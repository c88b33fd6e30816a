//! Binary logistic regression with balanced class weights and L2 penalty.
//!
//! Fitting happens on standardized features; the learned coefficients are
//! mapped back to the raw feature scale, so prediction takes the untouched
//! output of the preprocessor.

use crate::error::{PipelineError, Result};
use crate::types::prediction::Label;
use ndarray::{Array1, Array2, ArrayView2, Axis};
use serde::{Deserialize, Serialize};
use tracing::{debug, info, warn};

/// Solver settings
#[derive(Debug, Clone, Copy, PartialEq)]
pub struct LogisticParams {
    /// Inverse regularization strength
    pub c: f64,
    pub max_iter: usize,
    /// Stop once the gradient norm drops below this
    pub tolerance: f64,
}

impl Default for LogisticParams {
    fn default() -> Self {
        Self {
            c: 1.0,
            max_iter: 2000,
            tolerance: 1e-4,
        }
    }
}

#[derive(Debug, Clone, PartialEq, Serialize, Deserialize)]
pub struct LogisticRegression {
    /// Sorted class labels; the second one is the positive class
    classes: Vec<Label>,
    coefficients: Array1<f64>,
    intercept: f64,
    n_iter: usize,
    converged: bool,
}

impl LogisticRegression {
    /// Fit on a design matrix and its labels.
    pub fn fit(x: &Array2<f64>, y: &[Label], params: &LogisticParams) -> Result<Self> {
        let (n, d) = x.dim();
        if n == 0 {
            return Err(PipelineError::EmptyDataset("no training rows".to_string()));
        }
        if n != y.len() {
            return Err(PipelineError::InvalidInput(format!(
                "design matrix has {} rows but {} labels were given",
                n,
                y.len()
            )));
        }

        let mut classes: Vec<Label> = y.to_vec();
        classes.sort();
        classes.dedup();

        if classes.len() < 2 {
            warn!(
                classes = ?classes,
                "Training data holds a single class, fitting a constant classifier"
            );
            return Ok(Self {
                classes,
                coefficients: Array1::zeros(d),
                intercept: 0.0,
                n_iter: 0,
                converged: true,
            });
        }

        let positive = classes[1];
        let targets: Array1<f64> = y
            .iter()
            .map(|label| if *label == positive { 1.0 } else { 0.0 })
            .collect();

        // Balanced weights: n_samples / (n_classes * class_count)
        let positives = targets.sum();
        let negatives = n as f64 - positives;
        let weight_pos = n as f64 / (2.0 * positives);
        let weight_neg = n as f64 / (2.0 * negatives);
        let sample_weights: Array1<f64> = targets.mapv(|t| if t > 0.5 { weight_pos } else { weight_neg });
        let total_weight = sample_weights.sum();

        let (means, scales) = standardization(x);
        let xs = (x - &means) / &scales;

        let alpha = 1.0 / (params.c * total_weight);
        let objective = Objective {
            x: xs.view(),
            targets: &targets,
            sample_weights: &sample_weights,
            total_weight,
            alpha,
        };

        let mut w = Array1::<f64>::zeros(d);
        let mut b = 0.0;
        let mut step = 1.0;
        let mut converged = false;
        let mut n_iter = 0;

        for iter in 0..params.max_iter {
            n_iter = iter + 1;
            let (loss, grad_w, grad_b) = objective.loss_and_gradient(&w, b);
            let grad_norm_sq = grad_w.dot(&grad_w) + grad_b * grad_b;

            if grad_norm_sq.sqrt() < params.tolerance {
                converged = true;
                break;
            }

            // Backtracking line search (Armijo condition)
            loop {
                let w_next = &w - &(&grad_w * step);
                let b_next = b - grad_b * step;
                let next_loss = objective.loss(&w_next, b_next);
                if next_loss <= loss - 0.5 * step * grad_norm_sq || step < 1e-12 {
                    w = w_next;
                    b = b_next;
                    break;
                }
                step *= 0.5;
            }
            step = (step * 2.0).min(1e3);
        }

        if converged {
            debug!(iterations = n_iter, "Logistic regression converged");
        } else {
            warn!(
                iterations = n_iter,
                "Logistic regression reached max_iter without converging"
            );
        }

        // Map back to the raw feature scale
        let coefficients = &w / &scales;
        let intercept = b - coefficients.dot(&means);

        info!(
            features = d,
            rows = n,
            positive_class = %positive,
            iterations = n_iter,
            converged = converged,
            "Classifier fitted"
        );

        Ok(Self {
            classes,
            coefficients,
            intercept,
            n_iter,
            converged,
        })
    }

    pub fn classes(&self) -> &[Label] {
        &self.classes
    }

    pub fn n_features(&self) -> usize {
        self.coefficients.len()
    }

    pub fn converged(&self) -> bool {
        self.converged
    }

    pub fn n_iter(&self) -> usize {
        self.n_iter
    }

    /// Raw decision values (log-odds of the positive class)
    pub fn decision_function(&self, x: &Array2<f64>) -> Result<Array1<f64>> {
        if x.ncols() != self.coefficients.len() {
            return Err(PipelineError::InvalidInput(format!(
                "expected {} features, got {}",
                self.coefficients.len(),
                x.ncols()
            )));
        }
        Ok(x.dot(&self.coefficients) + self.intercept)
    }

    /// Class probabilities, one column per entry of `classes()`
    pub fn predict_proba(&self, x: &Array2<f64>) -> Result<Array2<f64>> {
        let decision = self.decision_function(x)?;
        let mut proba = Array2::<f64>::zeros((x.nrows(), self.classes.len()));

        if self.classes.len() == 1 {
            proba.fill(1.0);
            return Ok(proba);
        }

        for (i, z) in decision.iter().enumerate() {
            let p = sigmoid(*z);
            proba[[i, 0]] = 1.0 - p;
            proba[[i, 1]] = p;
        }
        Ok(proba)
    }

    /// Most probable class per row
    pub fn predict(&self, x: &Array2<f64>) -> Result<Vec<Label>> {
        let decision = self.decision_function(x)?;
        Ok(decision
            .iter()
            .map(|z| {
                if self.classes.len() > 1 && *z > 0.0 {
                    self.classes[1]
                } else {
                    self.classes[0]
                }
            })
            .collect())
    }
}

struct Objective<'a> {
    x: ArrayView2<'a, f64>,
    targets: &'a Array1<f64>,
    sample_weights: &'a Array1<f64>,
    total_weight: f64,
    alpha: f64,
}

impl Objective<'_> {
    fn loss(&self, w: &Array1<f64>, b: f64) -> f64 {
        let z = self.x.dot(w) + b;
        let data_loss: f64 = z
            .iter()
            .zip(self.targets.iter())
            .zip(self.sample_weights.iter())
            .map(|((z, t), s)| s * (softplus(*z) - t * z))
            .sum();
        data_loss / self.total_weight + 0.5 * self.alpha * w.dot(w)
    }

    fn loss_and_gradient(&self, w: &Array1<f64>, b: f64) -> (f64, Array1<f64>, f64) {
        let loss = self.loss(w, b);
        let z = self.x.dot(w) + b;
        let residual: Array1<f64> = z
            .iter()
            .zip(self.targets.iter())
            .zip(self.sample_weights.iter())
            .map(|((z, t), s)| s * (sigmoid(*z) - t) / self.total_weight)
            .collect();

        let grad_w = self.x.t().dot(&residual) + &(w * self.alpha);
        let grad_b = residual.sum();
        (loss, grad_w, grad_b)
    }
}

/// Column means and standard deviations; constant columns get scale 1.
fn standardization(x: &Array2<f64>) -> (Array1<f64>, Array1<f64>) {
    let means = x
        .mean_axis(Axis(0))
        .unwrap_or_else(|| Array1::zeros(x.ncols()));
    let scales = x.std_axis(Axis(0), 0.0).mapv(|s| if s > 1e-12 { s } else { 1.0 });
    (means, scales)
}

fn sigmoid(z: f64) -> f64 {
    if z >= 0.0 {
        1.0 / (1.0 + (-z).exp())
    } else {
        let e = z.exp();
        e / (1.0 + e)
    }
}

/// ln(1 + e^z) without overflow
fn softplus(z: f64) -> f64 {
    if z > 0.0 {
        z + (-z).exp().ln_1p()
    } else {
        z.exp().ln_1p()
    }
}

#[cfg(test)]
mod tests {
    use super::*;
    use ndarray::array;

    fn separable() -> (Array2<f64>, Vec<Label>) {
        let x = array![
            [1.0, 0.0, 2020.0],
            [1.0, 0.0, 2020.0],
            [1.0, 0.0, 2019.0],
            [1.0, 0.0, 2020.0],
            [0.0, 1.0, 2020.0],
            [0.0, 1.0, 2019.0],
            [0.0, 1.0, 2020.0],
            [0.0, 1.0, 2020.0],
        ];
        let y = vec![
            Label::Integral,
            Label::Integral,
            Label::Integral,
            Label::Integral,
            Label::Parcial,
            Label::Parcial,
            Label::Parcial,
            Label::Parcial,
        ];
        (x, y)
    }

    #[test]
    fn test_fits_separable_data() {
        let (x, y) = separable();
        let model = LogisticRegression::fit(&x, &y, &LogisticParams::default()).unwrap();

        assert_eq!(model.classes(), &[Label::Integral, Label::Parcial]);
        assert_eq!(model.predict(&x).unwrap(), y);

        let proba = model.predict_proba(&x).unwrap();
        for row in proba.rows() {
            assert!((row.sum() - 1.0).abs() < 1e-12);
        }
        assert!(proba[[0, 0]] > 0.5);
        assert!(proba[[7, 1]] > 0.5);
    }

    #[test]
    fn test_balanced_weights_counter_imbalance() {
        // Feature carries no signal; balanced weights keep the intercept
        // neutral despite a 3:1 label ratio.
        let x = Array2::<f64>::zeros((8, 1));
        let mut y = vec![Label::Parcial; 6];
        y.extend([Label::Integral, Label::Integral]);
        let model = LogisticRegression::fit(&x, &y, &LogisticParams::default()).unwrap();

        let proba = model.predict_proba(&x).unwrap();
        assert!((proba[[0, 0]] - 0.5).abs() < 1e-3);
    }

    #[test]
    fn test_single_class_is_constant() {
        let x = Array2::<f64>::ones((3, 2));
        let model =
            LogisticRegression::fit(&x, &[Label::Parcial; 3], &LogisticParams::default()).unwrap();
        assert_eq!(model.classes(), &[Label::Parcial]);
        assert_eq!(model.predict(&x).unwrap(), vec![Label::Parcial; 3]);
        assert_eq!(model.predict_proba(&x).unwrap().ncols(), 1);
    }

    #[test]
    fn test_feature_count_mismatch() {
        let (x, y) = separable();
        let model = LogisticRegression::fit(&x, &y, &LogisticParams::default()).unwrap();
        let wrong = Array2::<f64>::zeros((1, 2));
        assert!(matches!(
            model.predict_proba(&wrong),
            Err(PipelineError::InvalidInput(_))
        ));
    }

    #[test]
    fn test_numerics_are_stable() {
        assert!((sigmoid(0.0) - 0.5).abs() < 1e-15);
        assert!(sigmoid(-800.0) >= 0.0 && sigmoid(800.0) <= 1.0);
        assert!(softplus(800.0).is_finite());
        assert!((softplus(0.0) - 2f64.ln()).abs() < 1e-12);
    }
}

★ ★ ★ ★ ★ ★ ★

EXERCISE REQUIREMENTS:
Only the number is wanted: how many lines in the data include the string "scales"?

ANSWER SPACE:
5